In MK, NBG, and similar theories, "everything" is a class. A set is just a small class. The definition of equality between classes is the same regardless of whether either class is large (proper) or small (a set).

In all these theories, x=y is eliminable; it is simply an abbreviation for $[ x \subseteq y ] \land [ y \subseteq x]$ , or, equivalently, for $\forall z [z \in x \leftrightarrow z \in y ]$. This remains true even if the background logic does contain equality.

Hatcher's use of two biconditionals for this elimination/definition is overkill -- mutual subsets are all that is happening.
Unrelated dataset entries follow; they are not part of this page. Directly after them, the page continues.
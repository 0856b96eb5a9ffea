//! Frame codec properties: round-trip, truncation, typed decoding.

use fams_common::consts::{CODE_SLOT_LEN, TIME_SLOT_LEN};
use fams_common::frame::cistern::{self, CisternBatch, CisternFrame};
use fams_common::frame::nitrification::NitrificationBatch;
use fams_common::frame::outside::OutsideBatch;
use fams_common::frame::sensor::SensorBatch;
use fams_common::frame::water_replace::WaterReplaceBatch;
use fams_common::frame::{Category, DecodedFrame, FrameError, FrameView, decode};
use proptest::prelude::*;

fn ascii_text(max: usize) -> impl Strategy<Value = String> {
    proptest::string::string_regex(&format!("[ -~]{{0,{max}}}")).unwrap()
}

fn finite() -> impl Strategy<Value = f64> {
    -1.0e9f64..1.0e9f64
}

proptest! {
    #[test]
    fn prop_sensor_roundtrip(
        samples in prop::collection::vec(
            (ascii_text(TIME_SLOT_LEN - 1), ascii_text(CODE_SLOT_LEN - 1), any::<i32>(), finite()),
            0..40,
        )
    ) {
        let batch = SensorBatch {
            accumulated_time: samples.iter().map(|s| s.0.clone()).collect(),
            cistern_code: samples.iter().map(|s| s.1.clone()).collect(),
            port_type: samples.iter().map(|s| s.2).collect(),
            value: samples.iter().map(|s| s.3).collect(),
        };
        let bytes = batch.encode().unwrap();
        match decode(&bytes).unwrap() {
            DecodedFrame::Sensor(frame) => {
                prop_assert_eq!(frame.sample_count(), samples.len());
                prop_assert_eq!(frame.to_batch(), batch);
            }
            other => prop_assert!(false, "decoded as {:?}", other.category()),
        }
    }

    #[test]
    fn prop_outside_roundtrip_with_uneven_sections(
        times in prop::collection::vec(ascii_text(TIME_SLOT_LEN - 1), 0..10),
        room in prop::collection::vec(finite(), 0..10),
        humidity in prop::collection::vec(finite(), 0..10),
        pressure in prop::collection::vec(finite(), 0..10),
    ) {
        let batch = OutsideBatch {
            accumulated_time: times,
            room_temp: room,
            humidity,
            atmospheric_pressure: pressure,
        };
        let bytes = batch.encode().unwrap();
        let view = FrameView::parse(&bytes).unwrap();
        prop_assert_eq!(view.count(0), batch.accumulated_time.len());
        prop_assert_eq!(view.count(3), batch.atmospheric_pressure.len());
        match decode(&bytes).unwrap() {
            DecodedFrame::Outside(frame) => prop_assert_eq!(frame.to_batch(), batch),
            other => prop_assert!(false, "decoded as {:?}", other.category()),
        }
    }

    #[test]
    fn prop_text_truncation_law(long in "[A-Za-z0-9]{25,60}", code in "[A-Z0-9]{6,20}") {
        let batch = SensorBatch {
            accumulated_time: vec![long.clone()],
            cistern_code: vec![code.clone()],
            port_type: vec![1],
            value: vec![1.0],
        };
        let bytes = batch.encode().unwrap();
        let decoded = match decode(&bytes).unwrap() {
            DecodedFrame::Sensor(frame) => frame.to_batch(),
            other => return Err(TestCaseError::fail(format!("decoded as {:?}", other.category()))),
        };
        prop_assert_eq!(&decoded.accumulated_time[0], &long[..TIME_SLOT_LEN - 1]);
        prop_assert_eq!(&decoded.cistern_code[0], &code[..CODE_SLOT_LEN - 1]);
    }
}

#[test]
fn test_encoded_length_is_exact() {
    let batch = WaterReplaceBatch {
        accumulated_time: vec!["2024-05-01 10:00:00".into(); 3],
        water_level: vec![120.0, 121.0, 119.5],
        water_temp: vec![17.0, 17.1, 17.2],
    };
    let bytes = batch.encode().unwrap();
    let header = 4 + 3 * 8;
    assert_eq!(bytes.len(), header + 3 * TIME_SLOT_LEN + 3 * 8 + 3 * 8);
}

#[test]
fn test_typed_view_rejects_other_category() {
    let bytes = NitrificationBatch {
        accumulated_time: vec!["t".into()],
        water_temp: vec![20.0],
    }
    .encode()
    .unwrap();
    let view = FrameView::parse(&bytes).unwrap();
    let err = CisternFrame::new(view).unwrap_err();
    assert_eq!(
        err,
        FrameError::CategoryMismatch {
            expected: Category::Cistern,
            found: Category::Nitrification,
        }
    );
}

#[test]
fn test_unknown_tag_is_a_checked_case() {
    let mut bytes = OutsideBatch::default().encode().unwrap();
    bytes[0] = 0xEE;
    assert_eq!(
        decode(&bytes).unwrap_err(),
        FrameError::UnknownCategory { tag: 0xEE }
    );
}

#[test]
fn test_cistern_values_by_section() {
    let batch = CisternBatch {
        accumulated_time: vec!["2024-05-01 10:00:00".into()],
        cistern_code: vec!["C01".into()],
        inflow_temp: vec![20.0],
        outflow_temp: vec![20.5],
        upper_illuminance: vec![300.0],
        lower_illuminance: vec![120.0],
        conductivity: vec![45000.0],
        ph: vec![8.1],
    };
    let bytes = batch.encode().unwrap();
    let frame = CisternFrame::new(FrameView::parse(&bytes).unwrap()).unwrap();
    assert_eq!(frame.sample_count(), 1);
    assert_eq!(frame.values(cistern::PH).next(), Some(8.1));
    assert_eq!(frame.values(cistern::CONDUCTIVITY).next(), Some(45000.0));
    assert_eq!(frame.cistern_code().next(), Some("C01"));
}

#[test]
fn test_batch_json_uses_field_names() {
    let batch: NitrificationBatch = serde_json::from_str(
        r#"{"accumulated_time":["2024-05-01 10:00:00"],"water_temp":[19.5]}"#,
    )
    .unwrap();
    assert_eq!(batch.water_temp, vec![19.5]);

    let json = serde_json::to_value(&batch).unwrap();
    assert_eq!(json["accumulated_time"][0], "2024-05-01 10:00:00");
}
In the case where the background logic does contain equality, the eliminability-criterion above simply implies that the sets are equal (that implication is the axiom of extensionality). In the case where the background logic does not contain equality, the same condition implies instead that x and y belong to the same sets. So regardless of whether you are using ZFC, MK, NBG, or anything similar, we have two versions of the axiom of extensionality: Sets with the same members...

(with equality): $\forall z [z \in x \leftrightarrow z \in y ] \rightarrow x = y $ (...are identical)

(w/o equality): $\forall z [z \in x \leftrightarrow z \in y ] \rightarrow \forall w [x \in w \leftrightarrow y \in w ]$ (...are members of the same sets)

It is an important strength of set theory that you don't need equality in the underlying logic in order to use it (that it is strong enough to define equality). This is a hurdle that some alternative theories are not always able to clear.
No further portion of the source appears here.